Stormy Daniels is crushing President Trump at his own game
The reality TV star turned shamelessness into a powerful political tool. In a porn star, he's finally met his match.
President Trump made shamelessness into a political tool. In Stormy Daniels, he's met his match.
The porn star has turned to the courts to invalidate a hush agreement, signed 10 days before the 2016 presidential election, that prevents her from disclosing details and documents pertaining to an alleged affair between herself and the president over a decade ago. The president's attorney, Michael Cohen, has admitted to "facilitating" a payment of $130,000 to Daniels just a few days before the election. Daniels (who had already given an interview to In Touch) wants to be released from an agreement that she says was never valid since the person named in the agreement (one "David Dennison") never actually signed it. She has offered to return the alleged hush money in full — and not to Cohen, or the shell company he used to pay her — but to Trump himself. Now it's being reported that a second Trump Organization attorney has been involved in the legal battle against her, further undercutting Cohen's claims that neither the president nor his company have been connected to the payment.
One remarkable feature of Stormy Daniels' chess match with Trump is that shame — this White House's usual instrument against its adversaries — isn't working.

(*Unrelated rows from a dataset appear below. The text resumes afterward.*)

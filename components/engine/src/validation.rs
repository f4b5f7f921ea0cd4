//! Pure validation predicates over messages and certificates. These encode
//! the protocol's safety conditions; everything here is synchronous and
//! side-effect free.
use std::collections::HashSet;

use ibft_messages::{Message, MsgType, NodeId, PreparedCertificate, RoundChangeCertificate, View};

use crate::IBFT;

/// Reasons for rejecting a PRE-PREPARE under consideration. None of these
/// abort the height; the round keeps waiting for another proposal or for
/// the timer.
#[derive(Debug, thiserror::Error)]
pub enum ProposalError {
    /// Message view differs from the view under consideration.
    #[error("message for view {got:?}, expected {want:?}")]
    ViewMismatch {
        /// View carried by the message.
        got: View,
        /// View under consideration.
        want: View,
    },
    /// Message is not a PRE-PREPARE.
    #[error("message is not a proposal")]
    NotAProposal,
    /// The sender is not the proposer of the view.
    #[error("sender is not the proposer of this view")]
    NotFromProposer,
    /// This node is the proposer of the view; it builds its own proposal and
    /// never accepts one from the network, including its own echoed back.
    #[error("this node is the proposer of this view")]
    SelfIsProposer,
    /// The backend rejected the proposed block.
    #[error("invalid block payload")]
    InvalidBlock,
    /// The carried hash does not match the proposal.
    #[error("proposal hash does not match the proposal")]
    InvalidHash,
    /// A round 0 proposal needs no justification and must not carry one.
    #[error("unexpected round change certificate at round 0")]
    UnexpectedCertificate,
    /// A proposal for a later round must justify itself.
    #[error("missing round change certificate")]
    MissingCertificate,
    /// The round change certificate is malformed.
    #[error("invalid round change certificate: {0}")]
    Certificate(#[from] CertificateError),
}

/// Reasons for rejecting a prepared or round change certificate.
#[derive(Debug, thiserror::Error)]
pub enum CertificateError {
    /// The prepared certificate's proposal message is not a PRE-PREPARE.
    #[error("certificate proposal message is not a proposal")]
    NotAProposal,
    /// The prepared certificate carries no prepare votes at all.
    #[error("certificate has no prepare messages")]
    NoPrepares,
    /// Fewer messages than the quorum requires.
    #[error("not enough messages: got {got}, need {need}")]
    NotEnoughMessages {
        /// Messages present.
        got: usize,
        /// Quorum requirement.
        need: usize,
    },
    /// A message of an unexpected kind.
    #[error("message of unexpected kind")]
    KindMismatch,
    /// Two messages share a sender.
    #[error("duplicate sender")]
    DuplicateSender,
    /// Messages disagree on the proposal hash.
    #[error("proposal hash differs across messages")]
    HashMismatch,
    /// Messages disagree on the round.
    #[error("round differs across messages")]
    RoundMismatch,
    /// The certificate's round does not precede the round it justifies.
    #[error("certificate round {round} is not below {limit}")]
    RoundNotBelowLimit {
        /// Round shared by the certificate messages.
        round: u64,
        /// Exclusive upper bound.
        limit: u64,
    },
    /// A message from a different height.
    #[error("message height {got}, expected {want}")]
    HeightMismatch {
        /// Height carried by the message.
        got: u64,
        /// Height under consideration.
        want: u64,
    },
    /// The certificate's proposal is not from the proposer of its view.
    #[error("certificate proposal is not from the proposer of its view")]
    NotFromProposer,
    /// A prepare vote claims to come from the proposer of its view; the
    /// proposer's vote is the proposal itself.
    #[error("prepare message from the proposer of its view")]
    PrepareFromProposer,
    /// The backend rejected a message's sender.
    #[error("invalid sender")]
    InvalidSender,
    /// A round change message is for a different view than the proposal it
    /// justifies.
    #[error("round change message view differs from the proposal view")]
    ViewMismatch,
}

impl IBFT {
    /// Whether an incoming message is worth buffering: the sender checks out
    /// and the view is the current one or newer. Anything older is stale by
    /// definition and dropped.
    pub(crate) fn is_acceptable_message(&self, message: &Message) -> bool {
        self.backend().is_valid_sender(message) && message.view >= self.state.view()
    }

    /// Validates a PRE-PREPARE for the given view. Checks the proposer, the
    /// block, the hash, and the round change justification (mandatory at
    /// rounds > 0, forbidden at round 0).
    pub(crate) fn validate_proposal(
        &self,
        message: &Message,
        view: View,
    ) -> Result<(), ProposalError> {
        if message.view != view {
            return Err(ProposalError::ViewMismatch {
                got: message.view,
                want: view,
            });
        }
        let Some(pre_prepare) = message.pre_prepare() else {
            return Err(ProposalError::NotAProposal);
        };
        let backend = self.backend();
        if !backend.is_proposer(&message.from, view.height, view.round) {
            return Err(ProposalError::NotFromProposer);
        }
        if backend.is_proposer(&backend.id(), view.height, view.round) {
            return Err(ProposalError::SelfIsProposer);
        }
        if !backend.is_valid_block(&pre_prepare.proposal) {
            return Err(ProposalError::InvalidBlock);
        }
        if !backend.is_valid_proposal_hash(&pre_prepare.proposal, &pre_prepare.proposal_hash) {
            return Err(ProposalError::InvalidHash);
        }

        match (&pre_prepare.certificate, view.round) {
            // The first round of a height justifies itself.
            (None, 0) => Ok(()),
            (Some(certificate), 0) if certificate.is_empty() => Ok(()),
            (_, 0) => Err(ProposalError::UnexpectedCertificate),
            (None, _) => Err(ProposalError::MissingCertificate),
            (Some(certificate), _) => {
                self.validate_round_change_certificate(certificate, view)?;
                Ok(())
            }
        }
    }

    /// Validates a prepared certificate: a PRE-PREPARE plus prepare votes
    /// which together reach quorum, all from distinct senders, all agreeing
    /// on the hash and on a round strictly below `round_limit`, all at
    /// `height`, with the proposal coming from the proposer of its view.
    pub(crate) fn validate_prepared_certificate(
        &self,
        certificate: &PreparedCertificate,
        round_limit: u64,
        height: u64,
    ) -> Result<(), CertificateError> {
        let backend = self.backend();
        let proposal = certificate.proposal_message.as_ref();
        let prepares = &certificate.prepare_messages;

        if proposal.kind() != MsgType::PrePrepare {
            return Err(CertificateError::NotAProposal);
        }
        if prepares.is_empty() {
            return Err(CertificateError::NoPrepares);
        }
        let need = backend.quorum(height);
        if prepares.len() + 1 < need {
            return Err(CertificateError::NotEnoughMessages {
                got: prepares.len() + 1,
                need,
            });
        }
        if prepares.iter().any(|m| m.kind() != MsgType::Prepare) {
            return Err(CertificateError::KindMismatch);
        }

        let mut senders: HashSet<&NodeId> = HashSet::new();
        for message in std::iter::once(proposal).chain(prepares.iter()) {
            if !senders.insert(&message.from) {
                return Err(CertificateError::DuplicateSender);
            }
        }

        let hash = proposal.proposal_hash();
        if prepares.iter().any(|m| m.proposal_hash() != hash) {
            return Err(CertificateError::HashMismatch);
        }

        let round = proposal.view.round;
        if prepares.iter().any(|m| m.view.round != round) {
            return Err(CertificateError::RoundMismatch);
        }
        if round >= round_limit {
            return Err(CertificateError::RoundNotBelowLimit {
                round,
                limit: round_limit,
            });
        }
        if let Some(message) = std::iter::once(proposal)
            .chain(prepares.iter())
            .find(|m| m.view.height != height)
        {
            return Err(CertificateError::HeightMismatch {
                got: message.view.height,
                want: height,
            });
        }

        if !backend.is_proposer(&proposal.from, height, round) {
            return Err(CertificateError::NotFromProposer);
        }
        if !backend.is_valid_sender(proposal) {
            return Err(CertificateError::InvalidSender);
        }
        for prepare in prepares {
            if !backend.is_valid_sender(prepare) {
                return Err(CertificateError::InvalidSender);
            }
            if backend.is_proposer(&prepare.from, height, round) {
                return Err(CertificateError::PrepareFromProposer);
            }
        }
        Ok(())
    }

    /// Validates a round change certificate justifying a proposal at `view`:
    /// a quorum of ROUND-CHANGE messages at exactly that view, from distinct
    /// valid senders, each with a valid embedded prepared certificate (if it
    /// carries one) for a round below `view.round`.
    pub(crate) fn validate_round_change_certificate(
        &self,
        certificate: &RoundChangeCertificate,
        view: View,
    ) -> Result<(), CertificateError> {
        let backend = self.backend();
        let need = backend.quorum(view.height);
        if certificate.len() < need {
            return Err(CertificateError::NotEnoughMessages {
                got: certificate.len(),
                need,
            });
        }

        let mut senders: HashSet<&NodeId> = HashSet::new();
        for message in &certificate.0 {
            let Some(round_change) = message.round_change() else {
                return Err(CertificateError::KindMismatch);
            };
            if message.view != view {
                return Err(CertificateError::ViewMismatch);
            }
            if !senders.insert(&message.from) {
                return Err(CertificateError::DuplicateSender);
            }
            if !backend.is_valid_sender(message) {
                return Err(CertificateError::InvalidSender);
            }
            if let Some(prepared) = &round_change.last_prepared_certificate {
                self.validate_prepared_certificate(prepared, view.round, view.height)?;
            }
        }
        Ok(())
    }

    /// Whether a buffered ROUND-CHANGE message may participate in a round
    /// change certificate for `view`: valid sender, and a valid embedded
    /// prepared certificate if it carries one. Used as the store filter by
    /// the proposer and the future-round watchers.
    pub(crate) fn is_valid_round_change(&self, message: &Message, view: View) -> bool {
        if !self.backend().is_valid_sender(message) {
            return false;
        }
        let Some(round_change) = message.round_change() else {
            return false;
        };
        match &round_change.last_prepared_certificate {
            None => true,
            Some(prepared) => {
                match self.validate_prepared_certificate(prepared, view.round, view.height) {
                    Ok(()) => true,
                    Err(err) => {
                        tracing::debug!(
                            from = ?message.from,
                            round = view.round,
                            "ignoring round change with a bad prepared certificate: {err}",
                        );
                        false
                    }
                }
            }
        }
    }
}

Porn stars don't find shame especially useful, and Daniels is no exception. This poses a problem for the president: Daniels (aka Stephanie Gregory Clifford) is utterly unembarrassed about profiting off her connection to him. She's unembarrassed in general. As the president's most virulent defenders have come after her, she's parried their attacks with jokes that defang them. Cracks about her age earn GILF humor, cracks about her being a prostitute have her crowing with glee. She's so good at this that her attackers often end up deleting their tweets; it's just not worth it.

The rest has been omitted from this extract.